What the task requires:
Using the listing that follows, return every line with the word "ConnectionProtocol".

Data under study:
______________________________
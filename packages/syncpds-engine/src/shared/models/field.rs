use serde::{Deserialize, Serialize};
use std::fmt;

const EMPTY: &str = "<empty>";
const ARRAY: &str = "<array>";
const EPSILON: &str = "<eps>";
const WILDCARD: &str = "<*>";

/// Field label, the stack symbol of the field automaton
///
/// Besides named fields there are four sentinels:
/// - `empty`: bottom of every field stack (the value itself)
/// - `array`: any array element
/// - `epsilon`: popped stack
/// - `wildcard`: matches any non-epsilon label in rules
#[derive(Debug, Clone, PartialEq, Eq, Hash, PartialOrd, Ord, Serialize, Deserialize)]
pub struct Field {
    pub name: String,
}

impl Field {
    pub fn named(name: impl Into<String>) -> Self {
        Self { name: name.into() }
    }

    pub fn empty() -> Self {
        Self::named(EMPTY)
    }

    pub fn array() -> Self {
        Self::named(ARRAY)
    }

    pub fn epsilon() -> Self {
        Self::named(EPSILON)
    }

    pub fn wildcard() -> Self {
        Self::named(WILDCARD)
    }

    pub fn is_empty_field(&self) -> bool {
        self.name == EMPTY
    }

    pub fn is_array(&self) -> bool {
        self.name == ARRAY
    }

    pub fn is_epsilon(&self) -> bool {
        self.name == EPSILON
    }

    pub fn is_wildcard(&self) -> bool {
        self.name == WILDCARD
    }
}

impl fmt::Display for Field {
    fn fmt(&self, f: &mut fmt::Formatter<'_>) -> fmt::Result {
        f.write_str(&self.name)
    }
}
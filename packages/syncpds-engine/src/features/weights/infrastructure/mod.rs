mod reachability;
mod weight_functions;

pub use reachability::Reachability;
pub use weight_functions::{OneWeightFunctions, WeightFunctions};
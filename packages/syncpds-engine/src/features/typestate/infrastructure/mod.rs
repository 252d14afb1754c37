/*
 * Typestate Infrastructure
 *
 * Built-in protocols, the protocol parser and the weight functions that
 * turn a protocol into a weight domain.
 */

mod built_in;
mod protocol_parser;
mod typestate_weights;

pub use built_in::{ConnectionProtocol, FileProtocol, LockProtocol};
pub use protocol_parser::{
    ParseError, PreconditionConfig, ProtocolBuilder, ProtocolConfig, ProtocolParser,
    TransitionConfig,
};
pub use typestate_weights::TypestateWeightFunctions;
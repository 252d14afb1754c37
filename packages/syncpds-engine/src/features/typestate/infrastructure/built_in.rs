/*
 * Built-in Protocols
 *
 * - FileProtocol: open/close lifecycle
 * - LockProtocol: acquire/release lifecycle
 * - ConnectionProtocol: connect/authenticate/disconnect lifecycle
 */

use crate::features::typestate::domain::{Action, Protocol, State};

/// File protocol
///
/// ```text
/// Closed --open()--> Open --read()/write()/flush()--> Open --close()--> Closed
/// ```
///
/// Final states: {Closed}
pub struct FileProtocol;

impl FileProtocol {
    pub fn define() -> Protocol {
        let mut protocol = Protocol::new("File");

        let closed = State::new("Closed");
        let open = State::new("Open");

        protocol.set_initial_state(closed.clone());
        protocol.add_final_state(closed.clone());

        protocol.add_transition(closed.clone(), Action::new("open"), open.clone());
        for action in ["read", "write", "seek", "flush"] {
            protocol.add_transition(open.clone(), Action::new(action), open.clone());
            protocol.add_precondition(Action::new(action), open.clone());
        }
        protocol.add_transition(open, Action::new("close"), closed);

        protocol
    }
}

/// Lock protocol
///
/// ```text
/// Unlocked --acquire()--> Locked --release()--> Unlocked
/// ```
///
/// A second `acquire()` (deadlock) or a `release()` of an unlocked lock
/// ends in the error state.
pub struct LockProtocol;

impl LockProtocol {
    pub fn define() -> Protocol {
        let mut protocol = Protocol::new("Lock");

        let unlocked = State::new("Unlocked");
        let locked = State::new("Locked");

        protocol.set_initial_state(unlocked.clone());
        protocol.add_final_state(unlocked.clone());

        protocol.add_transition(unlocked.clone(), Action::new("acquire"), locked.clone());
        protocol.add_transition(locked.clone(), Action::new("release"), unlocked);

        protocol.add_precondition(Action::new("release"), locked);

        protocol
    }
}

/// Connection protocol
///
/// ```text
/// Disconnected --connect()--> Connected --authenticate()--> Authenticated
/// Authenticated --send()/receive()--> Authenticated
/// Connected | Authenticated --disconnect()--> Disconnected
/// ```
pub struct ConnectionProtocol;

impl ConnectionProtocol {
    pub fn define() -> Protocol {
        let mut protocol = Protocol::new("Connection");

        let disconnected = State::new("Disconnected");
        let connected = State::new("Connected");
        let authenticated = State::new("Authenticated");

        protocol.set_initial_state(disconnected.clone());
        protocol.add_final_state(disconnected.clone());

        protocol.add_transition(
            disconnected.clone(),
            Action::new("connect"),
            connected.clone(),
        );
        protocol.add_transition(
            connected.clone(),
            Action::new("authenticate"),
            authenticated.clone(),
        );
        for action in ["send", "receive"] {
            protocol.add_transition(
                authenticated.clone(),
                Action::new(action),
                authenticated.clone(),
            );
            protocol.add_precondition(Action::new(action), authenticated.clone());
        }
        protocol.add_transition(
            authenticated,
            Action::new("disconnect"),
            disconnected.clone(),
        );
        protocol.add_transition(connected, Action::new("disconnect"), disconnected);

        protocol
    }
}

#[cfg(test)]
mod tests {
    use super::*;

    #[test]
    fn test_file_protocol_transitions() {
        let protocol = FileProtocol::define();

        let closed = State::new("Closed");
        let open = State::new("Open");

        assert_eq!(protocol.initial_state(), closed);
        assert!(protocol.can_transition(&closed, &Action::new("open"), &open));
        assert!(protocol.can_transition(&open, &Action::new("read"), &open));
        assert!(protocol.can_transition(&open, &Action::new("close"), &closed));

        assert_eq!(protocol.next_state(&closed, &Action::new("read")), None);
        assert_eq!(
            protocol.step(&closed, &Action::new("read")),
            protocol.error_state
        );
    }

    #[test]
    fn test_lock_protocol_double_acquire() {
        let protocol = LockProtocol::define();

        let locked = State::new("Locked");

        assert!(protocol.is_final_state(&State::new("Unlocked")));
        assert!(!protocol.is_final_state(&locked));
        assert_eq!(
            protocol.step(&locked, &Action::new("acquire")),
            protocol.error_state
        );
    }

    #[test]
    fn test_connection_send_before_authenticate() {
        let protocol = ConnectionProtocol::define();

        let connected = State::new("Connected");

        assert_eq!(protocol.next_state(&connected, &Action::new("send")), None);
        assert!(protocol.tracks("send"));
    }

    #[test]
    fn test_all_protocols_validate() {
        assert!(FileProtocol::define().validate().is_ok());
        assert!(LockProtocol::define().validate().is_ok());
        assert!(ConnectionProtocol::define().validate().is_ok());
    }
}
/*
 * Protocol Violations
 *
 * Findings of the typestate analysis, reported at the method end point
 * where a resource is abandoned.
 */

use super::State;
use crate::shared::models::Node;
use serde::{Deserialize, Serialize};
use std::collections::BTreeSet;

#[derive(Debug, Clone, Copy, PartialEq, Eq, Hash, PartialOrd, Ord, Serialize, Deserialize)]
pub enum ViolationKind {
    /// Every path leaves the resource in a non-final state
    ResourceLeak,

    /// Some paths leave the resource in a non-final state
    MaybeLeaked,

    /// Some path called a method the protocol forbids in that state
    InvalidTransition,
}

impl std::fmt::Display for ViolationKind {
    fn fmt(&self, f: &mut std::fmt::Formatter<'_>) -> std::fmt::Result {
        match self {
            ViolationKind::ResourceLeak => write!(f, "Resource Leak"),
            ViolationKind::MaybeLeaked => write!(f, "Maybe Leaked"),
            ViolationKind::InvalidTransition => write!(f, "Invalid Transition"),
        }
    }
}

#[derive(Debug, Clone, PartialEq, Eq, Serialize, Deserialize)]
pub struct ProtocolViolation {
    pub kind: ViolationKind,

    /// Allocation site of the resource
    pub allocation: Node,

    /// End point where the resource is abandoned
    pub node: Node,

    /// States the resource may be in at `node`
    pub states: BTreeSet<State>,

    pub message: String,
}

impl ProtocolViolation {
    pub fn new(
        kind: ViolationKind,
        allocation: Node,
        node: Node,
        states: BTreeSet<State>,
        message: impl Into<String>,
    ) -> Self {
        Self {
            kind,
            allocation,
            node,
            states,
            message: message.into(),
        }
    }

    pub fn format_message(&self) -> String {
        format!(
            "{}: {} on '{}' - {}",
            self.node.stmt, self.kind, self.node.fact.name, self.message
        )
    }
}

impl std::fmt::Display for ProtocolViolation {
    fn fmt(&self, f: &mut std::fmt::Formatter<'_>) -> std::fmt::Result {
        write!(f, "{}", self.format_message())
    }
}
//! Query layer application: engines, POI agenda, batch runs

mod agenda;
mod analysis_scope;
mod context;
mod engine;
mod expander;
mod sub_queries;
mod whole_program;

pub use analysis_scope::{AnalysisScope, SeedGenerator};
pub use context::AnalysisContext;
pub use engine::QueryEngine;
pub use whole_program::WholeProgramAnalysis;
______________________________
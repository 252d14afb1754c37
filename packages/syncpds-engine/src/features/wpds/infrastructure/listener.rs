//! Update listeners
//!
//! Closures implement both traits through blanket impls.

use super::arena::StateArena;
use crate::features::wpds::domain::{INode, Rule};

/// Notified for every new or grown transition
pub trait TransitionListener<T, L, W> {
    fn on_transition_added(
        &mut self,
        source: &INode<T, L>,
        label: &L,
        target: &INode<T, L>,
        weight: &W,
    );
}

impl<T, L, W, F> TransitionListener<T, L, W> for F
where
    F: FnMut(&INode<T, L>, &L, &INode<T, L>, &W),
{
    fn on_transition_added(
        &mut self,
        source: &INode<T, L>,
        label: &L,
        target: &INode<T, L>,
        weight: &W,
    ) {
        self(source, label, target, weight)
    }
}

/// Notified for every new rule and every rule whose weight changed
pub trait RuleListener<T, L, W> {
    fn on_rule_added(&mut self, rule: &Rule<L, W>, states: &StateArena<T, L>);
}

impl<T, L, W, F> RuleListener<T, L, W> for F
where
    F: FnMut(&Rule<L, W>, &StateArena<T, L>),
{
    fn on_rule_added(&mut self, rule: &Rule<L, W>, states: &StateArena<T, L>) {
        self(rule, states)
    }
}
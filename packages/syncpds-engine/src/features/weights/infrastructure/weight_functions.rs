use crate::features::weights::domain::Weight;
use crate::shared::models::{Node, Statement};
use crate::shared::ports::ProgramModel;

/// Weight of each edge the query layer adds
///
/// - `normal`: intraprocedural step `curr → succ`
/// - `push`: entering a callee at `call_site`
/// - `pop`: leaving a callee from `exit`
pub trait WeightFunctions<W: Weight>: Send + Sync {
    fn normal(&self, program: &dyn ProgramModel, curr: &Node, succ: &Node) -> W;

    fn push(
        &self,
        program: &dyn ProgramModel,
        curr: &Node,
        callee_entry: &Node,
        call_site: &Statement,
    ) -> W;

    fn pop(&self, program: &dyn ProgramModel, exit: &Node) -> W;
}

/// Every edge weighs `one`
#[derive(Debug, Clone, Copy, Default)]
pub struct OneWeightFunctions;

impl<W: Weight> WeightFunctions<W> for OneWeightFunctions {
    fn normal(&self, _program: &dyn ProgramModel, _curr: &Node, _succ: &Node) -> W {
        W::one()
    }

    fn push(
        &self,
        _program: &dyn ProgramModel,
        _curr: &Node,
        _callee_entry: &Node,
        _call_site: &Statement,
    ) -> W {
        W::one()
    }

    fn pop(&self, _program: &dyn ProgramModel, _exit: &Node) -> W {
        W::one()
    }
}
______________________________
Answer area:
pub use built_in::{ConnectionProtocol, FileProtocol, LockProtocol};
 * - ConnectionProtocol: connect/authenticate/disconnect lifecycle
pub struct ConnectionProtocol;
impl ConnectionProtocol {
        let protocol = ConnectionProtocol::define();
        assert!(ConnectionProtocol::define().validate().is_ok());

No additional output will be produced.